Just as our robots engage students by demonstrating in real time the practical importance of math, MakerBot's 3D printers draw students in by showing them the fascinating new world of digital manufacturing. Engineering exercises like building bridges and pyramids, once cobbled together in the classroom with popsicle sticks, clay and epoxy, and taking days to build, can now be manufactured cleanly and swiftly in a matter of minutes or hours. Nor can the importance of students understanding the science and practice behind this new manufacturing method be overstated in terms of their future ability to access employment: no less a personage than President Obama has declared that 3D printing is the next manufacturing revolution and he intends that America will be the leader in this new revolution!
The first 3D printers, like the first computers, were huge and far more expensive than any school district could hope to put in the hands of its students. But Makerbot has brought the size down to little more than that of a desktop printer and the price to under $2000 dollars. Besides that, the company has made its printers available through crowdfunder Donorschoose.org; all teachers have to do is contact Donorschoose with their request. As of this writing more than a thousand schools have received printers.

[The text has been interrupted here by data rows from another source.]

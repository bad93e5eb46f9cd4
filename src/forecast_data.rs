//! # Forecast Fetching
//!
//! This module fetches the 48-hour forecast from the tomorrow.io Timelines API
//! and converts it into a [`Forecast`].
//!
//! ## Data Source
//!
//! ### tomorrow.io Timelines
//! - **Endpoint**: `GET {base_url}/v4/timelines`
//! - **Timesteps**: `1h` (hourly) and `1d` (daily), requested together
//! - **Window**: `now` to `nowPlus48h`, metric units
//! - **Format**: JSON, `data.timelines[]`, each `{timestep, intervals: [{startTime, values}]}`
//!
//! ### Daily bucket selection
//! The daily timeline's first bucket covers "now until midnight" and is partial.
//! The second bucket is the first full calendar day, and that is the one shown as
//! today. This matches how this provider buckets days; other providers may not
//! share the quirk.
//!
//! ## Error Handling
//!
//! - **Network failures and non-2xx statuses**: [`ForecastError::Upstream`]
//! - **Missing timelines, fields or daily buckets**: [`ForecastError::Schema`]
//!
//! Nothing is retried. The HTTP client's timeout bounds a stuck request.

use crate::{Forecast, ForecastInterval};
use async_trait::async_trait;
use chrono::{DateTime, FixedOffset};
use reqwest::{header, Client, StatusCode};
use serde::Deserialize;
use std::time::Duration;
use thiserror::Error;
use tracing::{debug, info};

/// Errors that can occur while fetching a forecast.
#[derive(Error, Debug)]
pub enum ForecastError {
    /// Provider unreachable, timed out, or the body could not be read
    #[error("upstream request failed: {0}")]
    Upstream(#[from] reqwest::Error),

    /// Provider answered with a non-success status
    #[error("upstream returned HTTP {0}")]
    UpstreamStatus(StatusCode),

    /// Response did not have the expected shape
    #[error("unexpected forecast schema: {0}")]
    Schema(String),
}

impl ForecastError {
    /// True for failures of the provider itself rather than of its payload
    pub fn is_upstream(&self) -> bool {
        matches!(self, Self::Upstream(_) | Self::UpstreamStatus(_))
    }
}

/// Point the forecast is requested for
#[derive(Clone, Copy, Debug, PartialEq)]
pub struct Location {
    pub latitude: f64,
    pub longitude: f64,
}

impl Location {
    /// `lat,lon` as the provider expects it
    pub fn query_value(&self) -> String {
        format!("{},{}", self.latitude, self.longitude)
    }
}

/// Anything that can produce a forecast for a location.
#[async_trait]
pub trait ForecastSource: Send + Sync {
    async fn fetch(&self, location: &Location) -> Result<Forecast, ForecastError>;
}

/// Fields requested for every interval
const FIELDS: [&str; 7] = [
    "precipitationIntensity",
    "weatherCode",
    "windSpeed",
    "temperature",
    "temperatureApparent",
    "precipitationProbability",
    "weatherCodeFullDay",
];

const HOURLY_TIMESTEP: &str = "1h";
const DAILY_TIMESTEP: &str = "1d";

/// Index of "today" in the daily timeline
const TODAY_BUCKET: usize = 1;

/// Request timeout for the provider call
const TIMEOUT: Duration = Duration::from_secs(10);

/// tomorrow.io Timelines client.
#[derive(Clone, Debug)]
pub struct TomorrowIoSource {
    client: Client,
    base_url: String,
    api_key: String,
}

impl TomorrowIoSource {
    pub fn new(base_url: impl Into<String>, api_key: impl Into<String>) -> Result<Self, ForecastError> {
        let client = Client::builder().timeout(TIMEOUT).build()?;
        Ok(Self {
            client,
            base_url: base_url.into(),
            api_key: api_key.into(),
        })
    }

    fn query(&self, location: &Location) -> Vec<(&'static str, String)> {
        let mut query = vec![("location", location.query_value())];
        query.extend(FIELDS.iter().map(|f| ("fields", f.to_string())));
        query.push(("startTime", "now".to_string()));
        query.push(("endTime", "nowPlus48h".to_string()));
        query.push(("units", "metric".to_string()));
        query.push(("timesteps", HOURLY_TIMESTEP.to_string()));
        query.push(("timesteps", DAILY_TIMESTEP.to_string()));
        query.push(("apikey", self.api_key.clone()));
        query
    }
}

#[async_trait]
impl ForecastSource for TomorrowIoSource {
    async fn fetch(&self, location: &Location) -> Result<Forecast, ForecastError> {
        let url = format!("{}/v4/timelines", self.base_url.trim_end_matches('/'));
        info!(%url, location = %location.query_value(), "Fetching forecast");

        let response = self
            .client
            .get(&url)
            .header(header::ACCEPT, "application/json")
            .query(&self.query(location))
            .send()
            .await?;

        let status = response.status();
        if !status.is_success() {
            return Err(ForecastError::UpstreamStatus(status));
        }

        let body = response.text().await?;
        debug!(bytes = body.len(), "Forecast payload received");
        parse_timelines(&body)
    }
}

// -- Wire format --

#[derive(Debug, Deserialize)]
struct TimelinesResponse {
    data: TimelinesData,
}

#[derive(Debug, Deserialize)]
struct TimelinesData {
    timelines: Vec<Timeline>,
}

#[derive(Debug, Deserialize)]
struct Timeline {
    timestep: String,
    intervals: Vec<RawInterval>,
}

#[derive(Debug, Deserialize)]
#[serde(rename_all = "camelCase")]
struct RawInterval {
    start_time: DateTime<FixedOffset>,
    values: RawValues,
}

#[derive(Debug, Deserialize)]
#[serde(rename_all = "camelCase")]
struct RawValues {
    precipitation_intensity: f64,
    precipitation_probability: f64,
    temperature: f64,
    temperature_apparent: f64,
    weather_code: i32,
    #[serde(default)]
    weather_code_full_day: Option<i32>,
    wind_speed: f64,
}

impl From<RawInterval> for ForecastInterval {
    fn from(raw: RawInterval) -> Self {
        let v = raw.values;
        ForecastInterval {
            start_time: raw.start_time,
            precipitation_intensity: v.precipitation_intensity,
            precipitation_probability: v.precipitation_probability,
            temperature: v.temperature,
            temperature_apparent: v.temperature_apparent,
            weather_code: v.weather_code,
            weather_code_full_day: v.weather_code_full_day,
            wind_speed: v.wind_speed,
        }
    }
}

/// Parse a Timelines response body into a [`Forecast`].
pub fn parse_timelines(body: &str) -> Result<Forecast, ForecastError> {
    let response: TimelinesResponse =
        serde_json::from_str(body).map_err(|e| ForecastError::Schema(e.to_string()))?;
    let mut timelines = response.data.timelines;

    let mut take = |timestep: &str| -> Result<Vec<RawInterval>, ForecastError> {
        let index = timelines
            .iter()
            .position(|t| t.timestep == timestep)
            .ok_or_else(|| ForecastError::Schema(format!("no '{}' timeline", timestep)))?;
        Ok(timelines.swap_remove(index).intervals)
    };

    let hourly_raw = take(HOURLY_TIMESTEP)?;
    let daily_raw = take(DAILY_TIMESTEP)?;

    let daily_count = daily_raw.len();
    let today: ForecastInterval = daily_raw
        .into_iter()
        .nth(TODAY_BUCKET)
        .ok_or_else(|| {
            ForecastError::Schema(format!(
                "daily timeline has {} interval(s), need at least {}",
                daily_count,
                TODAY_BUCKET + 1
            ))
        })?
        .into();

    let hourly: Vec<ForecastInterval> = hourly_raw.into_iter().map(Into::into).collect();
    debug!(hours = hourly.len(), "Parsed forecast timelines");

    Ok(Forecast { today, hourly })
}

#[cfg(test)]
mod tests {
    use super::*;
    use serde_json::json;

    fn interval(start: &str, temp: f64, full_day: Option<i32>) -> serde_json::Value {
        let mut values = json!({
            "precipitationIntensity": 0.0,
            "precipitationProbability": 0,
            "temperature": temp,
            "temperatureApparent": temp,
            "weatherCode": 1001,
            "windSpeed": 3.2,
        });
        if let Some(code) = full_day {
            values["weatherCodeFullDay"] = json!(code);
        }
        json!({ "startTime": start, "values": values })
    }

    fn payload() -> serde_json::Value {
        json!({
            "data": {
                "timelines": [
                    {
                        "timestep": "1h",
                        "intervals": [
                            interval("2022-07-31T05:00:00Z", 18.0, None),
                            interval("2022-07-31T06:00:00Z", 19.0, None),
                        ]
                    },
                    {
                        "timestep": "1d",
                        "intervals": [
                            interval("2022-07-30T15:00:00Z", 24.0, Some(1100)),
                            interval("2022-07-31T05:00:00Z", 23.0, Some(4001)),
                        ]
                    }
                ]
            }
        })
    }

    #[test]
    fn test_second_daily_bucket_is_today() {
        let forecast = parse_timelines(&payload().to_string()).unwrap();
        assert_eq!(forecast.today.temperature, 23.0);
        assert_eq!(forecast.today.weather_code_full_day, Some(4001));
        assert_eq!(forecast.hourly.len(), 2);
        assert_eq!(forecast.hourly[1].temperature, 19.0);
    }

    #[test]
    fn test_missing_timeline_is_schema_error() {
        let mut body = payload();
        body["data"]["timelines"].as_array_mut().unwrap().remove(0);
        let err = parse_timelines(&body.to_string()).unwrap_err();
        assert!(matches!(err, ForecastError::Schema(ref m) if m.contains("1h")));
        assert!(!err.is_upstream());
    }

    #[test]
    fn test_single_daily_bucket_is_schema_error() {
        let mut body = payload();
        body["data"]["timelines"][1]["intervals"]
            .as_array_mut()
            .unwrap()
            .pop();
        let err = parse_timelines(&body.to_string()).unwrap_err();
        assert!(matches!(err, ForecastError::Schema(_)));
    }

    #[test]
    fn test_missing_field_is_schema_error() {
        let mut body = payload();
        body["data"]["timelines"][0]["intervals"][0]["values"]
            .as_object_mut()
            .unwrap()
            .remove("windSpeed");
        let err = parse_timelines(&body.to_string()).unwrap_err();
        assert!(matches!(err, ForecastError::Schema(_)));
    }

    #[test]
    fn test_query_repeats_fields_and_timesteps() {
        let source = TomorrowIoSource::new("http://localhost", "key").unwrap();
        let query = source.query(&Location {
            latitude: 51.5,
            longitude: -0.25,
        });
        assert_eq!(query[0], ("location", "51.5,-0.25".to_string()));
        assert_eq!(query.iter().filter(|(k, _)| *k == "fields").count(), 7);
        assert_eq!(query.iter().filter(|(k, _)| *k == "timesteps").count(), 2);
        assert!(query.contains(&("apikey", "key".to_string())));
    }
}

Makerbot is doing more than just putting out affordable 3D printers in pursuit of this revolution: realizing that this new technology requires that schools develop new curricula to support it, the printer maker has built the website Thingiverse.com with over 200,000 downloadable digital designs that have been “specifically curated with teachers and core curriculum needs in mind.” And, says Bre Pettis, CEO of MakerBot, “We want teachers to be able to get their MakerBot Replicator Desktop 3D Printer in the classroom and immediately be able to 3D print something useful that ties into what they are teaching.” The MakerBot Academy 3D model of the Great Pyramid of Giza is an excellent example of one of these designs and how easily it can be incorporated into a school’s existing curriculum.
Getting your hands on the lesson plan for the Great Pyramid is as simple as downloading the digital diagrams from Makerbot's digital content files on Thingiverse.Com. The design calls for two equal sections displaying in 3D the inner passages and various burial chambers. A content pack includes not only the two-part print of the pyramid but a lesson plan discussing the engineering, design and construction process. This lesson plan is used in schools throughout the country in classes as disparate as engineering and social studies.
3D printing is considered by many to be the vanguard of a new revolution in manufacturing. Great importance is attached to seeing that our schools graduate more students with a background in this new technology. Makerbot is one company that is going out of its way to ensure that that happens!